TASK GOAL » Which lines come from the start of the records through the line that holds "use std::time::Duration;"? Write them out word for word.

Dataset entries »
//! Layer2 ignition engine
//!
//! Holds the latest passing absorption and a rolling candle window. Each
//! cadence tick counts structural and momentum confirmations; a passing
//! tick emits one `PrePumpEvent` and consumes the absorption.

use futures::future::join_all;
use std::sync::Arc;
use std::time::Duration;
use tokio::sync::RwLock;
use tokio_util::sync::CancellationToken;
use tracing::{debug, info, warn};

use super::signals::{build_ignition_breakdown, CONFIRMATION_COUNT};
use super::structure::StructureDetector;
use crate::config::Layer2Config;
use crate::error::Result;
use crate::exchange::CandleSource;
use crate::health::HealthCounters;
use crate::stream::{sleep_or_stop, Backoff, EventReceiver, EventSender};
use crate::types::{
    join_reasons, new_event_id, now_ms, AbsorptionEvent, Candle, CycleOutcome, IgnitionMeta, PrePumpEvent,
    StructureMeta, StructureSignal,
};

const RECV_TIMEOUT: Duration = Duration::from_millis(500);

/// Collaborators feeding Layer2
#[derive(Clone)]
pub struct Layer2Feeds {
    pub candles: Arc<dyn CandleSource>,
    pub detector: Arc<dyn StructureDetector>,
}

#[derive(Debug, Default)]
pub struct Layer2State {
    active_absorption: Option<AbsorptionEvent>,
    candles: Option<Vec<Candle>>,
    last_candle_error: Option<String>,
    last_detector_error: Option<String>,
}

impl Layer2State {
    /// Drop the active absorption only if it is still `event_id`; a newer
    /// one offered meanwhile stays armed.
    fn clear_absorption(&mut self, event_id: &str) -> bool {
        if self.active_absorption.as_ref().map(|a| a.event_id.as_str()) == Some(event_id) {
            self.active_absorption = None;
            return true;
        }
        false
    }

    pub fn active_absorption_id(&self) -> Option<&str> {
        self.active_absorption.as_ref().map(|a| a.event_id.as_str())
    }
}

pub struct IgnitionEngine {
    config: Layer2Config,
    detector: Arc<dyn StructureDetector>,
    state: Arc<RwLock<Layer2State>>,
}

impl IgnitionEngine {
    pub fn new(config: Layer2Config, detector: Arc<dyn StructureDetector>) -> Self {
        Self {
            config,
            detector,
            state: Arc::new(RwLock::new(Layer2State::default())),
        }
    }

    pub fn shared_state(&self) -> Arc<RwLock<Layer2State>> {
        self.state.clone()
    }

    pub async fn offer_absorption(&self, event: AbsorptionEvent) -> bool {
        if !event.passed || !event.symbol.eq_ignore_ascii_case(&self.config.symbol) {
            return false;
        }
        debug!(event_id = %event.event_id, direction = %event.direction, "Layer2 absorption activated");
        self.state.write().await.active_absorption = Some(event);
        true
    }

    async fn detect_structure(&self, candles: &[Candle], absorption: &AbsorptionEvent) -> StructureSignal {
        if !self.config.enable_structure_detector {
            return StructureSignal {
                meta: StructureMeta {
                    backend: "disabled".to_string(),
                    ..Default::default()
                },
                ..Default::default()
            };
        }
        match self.detector.detect(candles, absorption.direction).await {
            Ok(signal) => {
                self.state.write().await.last_detector_error = None;
                signal
            }
            Err(e) => {
                warn!(detector = self.detector.name(), "Structure detector failed: {}", e);
                self.state.write().await.last_detector_error = Some(format!("SMC_{}", e.reason_code()));
                StructureSignal {
                    meta: StructureMeta {
                        backend: "error".to_string(),
                        note: Some(e.to_string()),
                        ..Default::default()
                    },
                    ..Default::default()
                }
            }
        }
    }

    pub async fn score_cycle(&self, now_ms: i64) -> CycleOutcome<PrePumpEvent> {
        let (absorption, candles) = {
            let mut state = self.state.write().await;
            let Some(absorption) = state.active_absorption.clone() else {
                return CycleOutcome::Skipped("no_absorption");
            };
            let Some(candles) = state.candles.clone() else {
                return CycleOutcome::Skipped("no_candles");
            };
            if now_ms - absorption.ts_ms > self.config.setup_ttl_ms() {
                debug!(event_id = %absorption.event_id, "Layer2 absorption expired");
                state.clear_absorption(&absorption.event_id);
                return CycleOutcome::Skipped("absorption_expired");
            }
            (absorption, candles)
        };

        let structure = self.detect_structure(&candles, &absorption).await;
        let thresholds = &self.config.thresholds;
        let (breakdown, momentum) = build_ignition_breakdown(&absorption, &candles, &structure, thresholds);

        if breakdown.confirmations < thresholds.min_confirmations {
            debug!(
                confirmations = breakdown.confirmations,
                required = thresholds.min_confirmations,
                "Layer2 gate not met"
            );
            return CycleOutcome::Rejected;
        }

        let mut state = self.state.write().await;
        let reasons: Vec<String> = state
            .last_candle_error
            .iter()
            .chain(state.last_detector_error.iter())
            .cloned()
            .collect();
        // Single-shot: the absorption cannot ignite twice
        if !state.clear_absorption(&absorption.event_id) {
            debug!(scored = %absorption.event_id, "Newer absorption arrived during detection");
        }
        drop(state);

        let trap = &absorption.raw.source_trap_raw;
        let raw = IgnitionMeta {
            min_confirmations: thresholds.min_confirmations,
            confirmations: breakdown.confirmations,
            absorption_score: absorption.score,
            momentum_return_pct: momentum.return_pct,
            source_trap_score: absorption.raw.source_trap_score,
            smc_backend: structure.meta.backend.clone(),
            entry: None,
            current_price: candles.last().map(|c| c.close),
            swept_liquidation_zone_low: trap.swept_liquidation_zone_low,
            swept_liquidation_zone_high: trap.swept_liquidation_zone_high,
            nearest_ob_above: structure.meta.nearest_ob_above,
            nearest_ob_below: structure.meta.nearest_ob_below,
            smc_meta: structure.meta,
            source_absorption_degraded: absorption.degraded,
            source_absorption_raw: absorption.raw.clone(),
            source_absorption_components: absorption.components,
        };

        CycleOutcome::Emit(PrePumpEvent {
            event_id: new_event_id(),
            ts_ms: now_ms,
            symbol: self.config.symbol.clone(),
            direction: absorption.direction,
            score: breakdown.confirmations as f64 / CONFIRMATION_COUNT as f64,
            passed: true,
            source_absorption_event_id: absorption.event_id,
            source_trap_event_id: absorption.source_trap_event_id,
            components: breakdown,
            raw,
            degraded: !reasons.is_empty(),
            degrade_reason: join_reasons(&reasons),
        })
    }
}

async fn absorption_consumer(engine: Arc<IgnitionEngine>, input: EventReceiver<AbsorptionEvent>, stop: CancellationToken) {
    while !stop.is_cancelled() {
        if let Some(event) = input.recv_timeout(RECV_TIMEOUT).await {
            engine.offer_absorption(event).await;
        }
    }
}

async fn candle_poller(
    client: Arc<dyn CandleSource>,
    config: Layer2Config,
    state: Arc<RwLock<Layer2State>>,
    health: Arc<HealthCounters>,
    stop: CancellationToken,
) {
    let name = client.name().to_string();
    let mut backoff = Backoff::from_config(&config.backoff);

    loop {
        let result = tokio::select! {
            _ = stop.cancelled() => return,
            result = client.fetch_candles(&config.symbol, &config.candle_interval, config.candle_limit) => result,
        };
        let delay = match result {
            Ok(candles) => {
                let mut state = state.write().await;
                state.candles = Some(candles);
                state.last_candle_error = None;
                backoff.reset();
                config.rest_poll_interval()
            }
            Err(e) => {
                warn!(feed = %name, "Candle poll failed: {}", e);
                state.write().await.last_candle_error = Some(format!("CANDLE_{}", e.reason_code()));
                health.increment_reconnect(&name);
                backoff.next_delay()
            }
        };
        if sleep_or_stop(&stop, delay).await {
            return;
        }
    }
}

/// Run Layer2 until `stop` fires
pub async fn run_layer2(
    config: Layer2Config,
    feeds: Layer2Feeds,
    input: EventReceiver<AbsorptionEvent>,
    out: EventSender<PrePumpEvent>,
    health: Arc<HealthCounters>,
    stop: CancellationToken,
) -> Result<()> {
    let engine = Arc::new(IgnitionEngine::new(config.clone(), feeds.detector.clone()));

    let workers = vec![
        tokio::spawn(absorption_consumer(engine.clone(), input, stop.clone())),
        tokio::spawn(candle_poller(
            feeds.candles.clone(),
            config.clone(),
            engine.shared_state(),
            health.clone(),
            stop.clone(),
        )),
    ];

    info!(
        symbol = %config.symbol,
        candles = feeds.candles.name(),
        detector = feeds.detector.name(),
        "Layer2 started"
    );

    loop {
        let cycle_ms = now_ms();
        match engine.score_cycle(cycle_ms).await {
            CycleOutcome::Emit(event) => {
                info!(
                    direction = %event.direction,
                    confirmations = event.components.confirmations,
                    source = %event.source_absorption_event_id,
                    degraded = event.degraded,
                    "Pre-pump emitted"
                );
                out.emit(event, &health);
                health.mark_emitted(cycle_ms);
            }
            CycleOutcome::Rejected => {}
            CycleOutcome::Skipped(reason) => debug!(reason, "Layer2 cycle skipped"),
        }

        if sleep_or_stop(&stop, config.cadence()).await {
            break;
        }
    }

    join_all(workers).await;
    info!("Layer2 stopped");
    Ok(())
}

REPLY TO THE EXERCISE »
//! Layer2 ignition engine
//!
//! Holds the latest passing absorption and a rolling candle window. Each
//! cadence tick counts structural and momentum confirmations; a passing
//! tick emits one `PrePumpEvent` and consumes the absorption.

use futures::future::join_all;
use std::sync::Arc;
use std::time::Duration;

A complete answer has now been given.